Notwithstanding any other provision of law (statutory or nonstatutory), including section 2241 of Title 28, or any other habeas corpus provision, and [the Mandamus and All Writs Acts], a petition for review filed with an appropriate court of appeals . . . shall be the sole and exclusive means for judicial review of an order of removal [with the exception of expedited removal orders]. For purposes of this chapter, in every provision that limits or eliminates judicial review or jurisdiction to review, the terms ‘judicial review' and ‘jurisdiction to review' include habeas corpus review pursuant to section 2241 of Title 28, or any other habeas corpus provision, [the Mandamus and All Writs Act], and review pursuant to any other provision of law (statutory or nonstatutory).

8 U.S.C. § 1252(a)(5). Taken together, § 1252(a)(1) and § 1252(a)(5) establish a comprehensive rule: Section 1252(a)(1) defines the only means for obtaining “[j]udicial review of a final order of removal, ” 8 U.S.C. § 1252(a)(1), and § 1252(a)(5) provides that “a petition for review filed with an appropriate court of appeals” is “the sole and exclusive means for judicial review of an order of removal, ” 8 U.S.C. § 1252(a)(5). An aggrieved party cannot circumvent the Hobbs Act procedure by filing a petition for a writ of habeas corpus, a mandamus petition, an All Writs Act action, or any other statutory or nonstatutory claim in federal district court. The exclusive means of obtaining judicial review of an order of removal is the Hobbs Act. That much is clear.
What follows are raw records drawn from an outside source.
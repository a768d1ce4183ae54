/// Chat usernames follow the `first.last` convention: the provider's
/// display name lowercased, with spaces turned into dots.
pub fn from_display_name(name: &str) -> String {
    name.to_lowercase().replace(' ', ".")
}

/// Splits a comma-separated username list, dropping blanks.
pub fn parse_list(raw: &str) -> Vec<String> {
    raw.split(',')
        .map(str::trim)
        .filter(|s| !s.is_empty())
        .map(String::from)
        .collect()
}

/// Order-preserving de-duplication.
pub fn unique(names: &[String]) -> Vec<String> {
    let mut out: Vec<String> = Vec::with_capacity(names.len());
    for name in names {
        if !out.contains(name) {
            out.push(name.clone());
        }
    }
    out
}
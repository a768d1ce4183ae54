pub mod chat;
pub mod http;
pub mod notify;
pub mod oncall;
         The work that § 1252(a)(5) does in clarifying that the Hobbs Act remedy is exclusive and not subject to circumvention, however, does nothing to advance the inquiry here. Congress did not declare that any legal challenge relating to the immigration laws and regulations must be brought under the Hobbs Act. Instead, at least as far as § 1252(a)(1) and § 1252(a)(5) go, Congress provided an “exclusive means for judicial review of an order of removal.” 8 U.S.C. § 1252(a)(5) (emphasis added); see also 8 U.S.C. § 1252(a)(1) (providing procedure for “[j]udicial review of a final order or removal”). Here, however, Plaintiffs do not seek review of an “order or removal, ” nor do they challenge anything that has occurred in the course of a removal proceeding. Rather, they bring a facial challenge to the validity of a regulation of general applicability based on the administrative record generated in the rulemaking. The plain language of § 1252(a) and § 1252(a)(5) makes clear that those provisions do not, standing alone, apply to Plaintiffs' challenge.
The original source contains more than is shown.